African-American parents wish there were more culturally relevant toys to give to their children, according to a new survey commissioned by Walmart.
Walmart – America's largest seller of toys – surveyed African-American parents to ask them about their opinions on holiday toys. African-American parents agreed the most (77 percent) with the desire for more toys that are representative of their family's race, ethnicity and/or culture.
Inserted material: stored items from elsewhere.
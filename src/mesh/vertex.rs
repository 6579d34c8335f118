// Vertex module emission
//
// Builds a fresh module whose only job is to fetch one vertex record from the
// scratch heap and write it to the stage outputs. Output types are copied from
// the mesh module node by node; the per-vertex array around each mesh output
// is dropped, since a vertex invocation writes a single vertex.

use std::collections::HashMap;

use spirv::{BuiltIn, Capability, Decoration, ExecutionModel, FunctionControl, Op, StorageClass};

use super::analysis::{debug_names, Decorations, MeshInterface};
use super::engine::{self, HEAP_DATA_MEMBER};
use super::LowerOptions;
use crate::spirv::{encode_string, Emitter, MutableBytecode, Section, TraverseOrder};

/// Copies types from the mesh module into the vertex module.
struct TypeRemap<'a> {
    src: &'a MutableBytecode,
    decorations: &'a Decorations,
    names: &'a HashMap<u32, String>,
    map: HashMap<u32, u32>,
}

impl<'a> TypeRemap<'a> {
    fn new(src: &'a MutableBytecode, decorations: &'a Decorations, names: &'a HashMap<u32, String>) -> Self {
        Self {
            src,
            decorations,
            names,
            map: HashMap::new(),
        }
    }

    fn remap(&mut self, dst: &mut MutableBytecode, id: u32) -> u32 {
        if let Some(mapped) = self.map.get(&id) {
            return *mapped;
        }
        let decl = self
            .src
            .find_def(id)
            .unwrap_or_else(|| panic!("type %{id} has no declaration"))
            .clone();
        let ops = &decl.operands;

        let mapped = if decl.is(Op::TypeVoid) {
            dst.op_type_void()
        } else if decl.is(Op::TypeBool) {
            dst.op_type_bool()
        } else if decl.is(Op::TypeInt) {
            dst.op_type_int(ops[1], ops[2] != 0)
        } else if decl.is(Op::TypeFloat) {
            dst.op_type_float(ops[1])
        } else if decl.is(Op::TypeVector) {
            let component = self.remap(dst, ops[1]);
            dst.op_type_vector(component, ops[2])
        } else if decl.is(Op::TypeMatrix) {
            let column = self.remap(dst, ops[1]);
            dst.op_type_matrix(column, ops[2])
        } else if decl.is(Op::TypeArray) {
            let element = self.remap(dst, ops[1]);
            let length = self.remap_constant(dst, ops[2]);
            dst.op_type_array(element, length)
        } else if decl.is(Op::TypePointer) {
            let storage = pointer_storage(ops[1]);
            let pointee = self.pointee_of(ops[2]);
            let pointee = self.remap(dst, pointee);
            dst.op_type_pointer(storage, pointee)
        } else if decl.is(Op::TypeStruct) {
            let members: Vec<u32> = ops[1..].iter().map(|m| self.remap(dst, *m)).collect();
            let mapped = dst.op_type_struct_unique(&members);
            self.copy_struct_annotations(dst, id, mapped, members.len() as u32);
            mapped
        } else {
            panic!("type %{id} (opcode {}) cannot appear in a vertex output", decl.opcode)
        };
        self.map.insert(id, mapped);
        mapped
    }

    /// Per-vertex arrays collapse to their element.
    fn pointee_of(&self, pointee: u32) -> u32 {
        match self.src.find_def(pointee) {
            Some(decl) if decl.is(Op::TypeArray) => decl.operands[1],
            _ => pointee,
        }
    }

    fn remap_constant(&mut self, dst: &mut MutableBytecode, id: u32) -> u32 {
        let value = self
            .src
            .constant_value(id)
            .unwrap_or_else(|| panic!("array length %{id} is not a constant"));
        let ty = self
            .src
            .find_def(id)
            .map(|decl| decl.operands[0])
            .unwrap_or_else(|| panic!("constant %{id} has no declaration"));
        let ty = self.remap(dst, ty);
        dst.op_constant(ty, value)
    }

    fn copy_struct_annotations(&self, dst: &mut MutableBytecode, src: u32, mapped: u32, members: u32) {
        for decoration in self.decorations.targets.get(&src).into_iter().flatten() {
            let mut operands = vec![mapped];
            operands.extend_from_slice(decoration);
            dst.insert_annotation(Op::Decorate, operands);
        }
        for member in 0..members {
            for decoration in self.decorations.members.get(&(src, member)).into_iter().flatten() {
                require_builtin_capability(dst, decoration);
                let mut operands = vec![mapped, member];
                operands.extend_from_slice(decoration);
                dst.insert_annotation(Op::MemberDecorate, operands);
            }
        }
        if let Some(name) = self.names.get(&src) {
            dst.op_name(mapped, name);
        }
        for (member, name) in member_names(self.src, src) {
            dst.op_member_name(mapped, member, &name);
        }
    }
}

fn pointer_storage(raw: u32) -> StorageClass {
    if raw == StorageClass::Output as u32 {
        StorageClass::Output
    } else {
        panic!("vertex outputs only reference Output pointers, found storage class {raw}")
    }
}

fn member_names(code: &MutableBytecode, target: u32) -> Vec<(u32, String)> {
    code.instructions()
        .iter()
        .filter(|inst| inst.is(Op::MemberName) && inst.operands[0] == target)
        .filter_map(|inst| Some((inst.operands[1], inst.string_at(2)?.0)))
        .collect()
}

/// Writing a clip or cull distance from a vertex shader needs its capability.
fn require_builtin_capability(dst: &mut MutableBytecode, decoration: &[u32]) {
    if decoration[0] != Decoration::BuiltIn as u32 {
        return;
    }
    if decoration[1] == BuiltIn::ClipDistance as u32 {
        dst.op_capability(Capability::ClipDistance);
    } else if decoration[1] == BuiltIn::CullDistance as u32 {
        dst.op_capability(Capability::CullDistance);
    }
}

/// One scalar written by the vertex shader.
struct Leaf {
    output: u32,
    chain: Vec<u32>,
    ty: u32,
    is_uint: bool,
    /// Word inside the vertex record.
    word: u32,
}

/// Build the vertex module for `iface`. Fresh ids start at `first_id`.
pub fn emit_vert(
    source: &MutableBytecode,
    iface: &MeshInterface,
    options: &LowerOptions,
    first_id: u32,
) -> MutableBytecode {
    let names = options.debug_names;
    let header = source.header();
    let mut code = MutableBytecode::empty(header.version, header.generator);
    // Ids below `first_id` belong to the source or the compute module.
    code.fetch_add_bound_n(first_id.max(source.bound()).saturating_sub(1));

    code.op_capability(Capability::Shader);
    for inst in source.instructions().iter().filter(|inst| inst.is(Op::Capability)) {
        let cap = inst.operands[0];
        if cap != Capability::MeshShadingEXT as u32 && cap != Capability::Shader as u32 {
            let at = code.find_section_end(Section::Capability);
            code.insert(at, Op::Capability, &[cap]);
        }
    }
    for inst in source.instructions().iter().filter(|inst| inst.is(Op::Extension)) {
        if inst.string_at(0).is_some_and(|(name, _)| name != super::compute::MESH_EXTENSION) {
            let at = code.find_section_end(Section::Extension);
            code.insert_instruction(at, inst.clone());
        }
    }
    if let Some(model) = source.instructions().iter().find(|inst| inst.is(Op::MemoryModel)) {
        let at = code.find_section(Section::MemoryModel);
        code.insert_instruction(at, model.clone());
    }

    let void = code.op_type_void();
    let main_type = code.op_type_function(void, &[]);
    let uint = code.op_type_int(32, false);
    let int = code.op_type_int(32, true);
    let heap = engine::declare_heap(&mut code, &options.bindings, names, true);
    let ptr_heap_word = code.op_type_pointer(StorageClass::StorageBuffer, uint);

    let ptr_input_int = code.op_type_pointer(StorageClass::Input, int);
    let vertex_index = code.op_variable(ptr_input_int, StorageClass::Input);
    code.op_decorate(vertex_index, Decoration::BuiltIn, &[BuiltIn::VertexIndex as u32]);
    if names {
        code.op_name(vertex_index, "gl_VertexIndex");
    }

    // Outputs, one per varying, with their source decorations.
    let decorations = Decorations::collect(source);
    let source_names = debug_names(source);
    let mut remap = TypeRemap::new(source, &decorations, &source_names);
    let mut leaves = Vec::new();
    let mut outputs = Vec::new();
    for varying in &iface.varyings {
        let ptr = remap.remap(&mut code, varying.pointer_type);
        let output = code.op_variable(ptr, StorageClass::Output);
        for decoration in decorations.targets.get(&varying.variable).into_iter().flatten() {
            if decoration[0] == Decoration::PerPrimitiveEXT as u32 {
                continue;
            }
            let mut operands = vec![output];
            operands.extend_from_slice(decoration);
            code.insert_annotation(Op::Decorate, operands);
        }
        if let Some(name) = source_names.get(&varying.variable) {
            code.op_name(output, name);
        }

        let mut nodes = Vec::new();
        code.traverse_type(ptr, TraverseOrder::Leaves, |node| nodes.push((node.chain.to_vec(), node.type_id)));
        for (ordinal, (chain, ty)) in nodes.into_iter().enumerate() {
            let is_uint = code
                .find_def(ty)
                .is_some_and(|d| d.is(Op::TypeInt) && d.operands[1] == 32 && d.operands[2] == 0);
            leaves.push(Leaf {
                output,
                chain,
                ty,
                is_uint,
                word: varying.write_offset + ordinal as u32,
            });
        }
        outputs.push(output);
    }

    // Everything the body references must exist before the body is emitted.
    let max = iface.var_count.max(HEAP_DATA_MEMBER);
    let consts: Vec<u32> = (0..=max).map(|n| code.op_constant(uint, n)).collect();
    let leaf_pointers: Vec<u32> = leaves
        .iter()
        .map(|leaf| code.op_type_pointer(StorageClass::Output, leaf.ty))
        .collect();

    let main = code.fetch_add_bound();
    let mut entry = vec![ExecutionModel::Vertex as u32, main];
    entry.extend(encode_string(&iface.entry.name));
    entry.push(vertex_index);
    entry.extend_from_slice(&outputs);
    if header.version >= crate::spirv::version(1, 4) {
        entry.push(heap);
    }
    let at = code.find_section(Section::EntryPoint);
    code.insert(at, Op::EntryPoint, &entry);
    if names {
        code.op_name(main, &iface.entry.name);
    }

    let end = code.end();
    let mut em = Emitter::new(&mut code, end);
    em.op(Op::Function, &[void, main, FunctionControl::NONE.bits(), main_type]);
    let label = em.fresh_id();
    em.label(label);
    if !leaves.is_empty() {
        let index = em.load(int, vertex_index);
        let index = em.value(Op::Bitcast, uint, &[index]);
        let base = em.imul(uint, index, consts[iface.var_count as usize]);
        for (leaf, leaf_pointer) in leaves.iter().zip(&leaf_pointers) {
            let addr = em.iadd(uint, base, consts[leaf.word as usize]);
            let src = em.access_chain(ptr_heap_word, heap, &[consts[HEAP_DATA_MEMBER as usize], addr]);
            let word = em.load(uint, src);
            let value = if leaf.is_uint {
                word
            } else {
                em.value(Op::Bitcast, leaf.ty, &[word])
            };
            let dst = if leaf.chain.is_empty() {
                leaf.output
            } else {
                let indices: Vec<u32> = leaf.chain.iter().map(|k| consts[*k as usize]).collect();
                em.access_chain(*leaf_pointer, leaf.output, &indices)
            };
            em.store(dst, value);
        }
    }
    em.op(Op::Return, &[]);
    em.op(Op::FunctionEnd, &[]);
    em.finish();

    log::debug!(
        "vertex module: {} outputs, {} leaf loads",
        outputs.len(),
        leaves.len()
    );
    code
}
The survey was conducted by Toluna online in November 2012 and captured responses from 500 African-American parents and 500 Hispanic parents. Of the respondents, 851 have children between 3 and 11 years old, and the remaining 149 respondents have children between 12 and 15 years old.
Among the findings:
• Kids are the top priority when it comes to parents' gift giving, with 88 percent of African-American parents agreeing that, in their families, it is more important that they buy toys for kids versus buying gifts for the adults.
Making their lists!
• African American parents' toy shopping lists are likely to also include board games, dolls and building toys.
Who's naughty or nice?
• Over 40 percent (43 percent) of African-American parents buy the same amount of toys regardless of how their child has behaved over the year.
Nagging really works
• Nagging is the most persuasive technique that African American kids use to get the toy they want for Christmas. The technique is even more effective for African American parents (55 percent).
The big morning
• Over half of African-American parents (53 percent) always wait to open presents on Christmas Day.
Toys like us
• African-American parents wish there were more culturally relevant toys to give to their children. In fact, African-American parents agreed the most (77 percent) with the desire for more toys that are representative of their family's race, ethnicity and/or culture.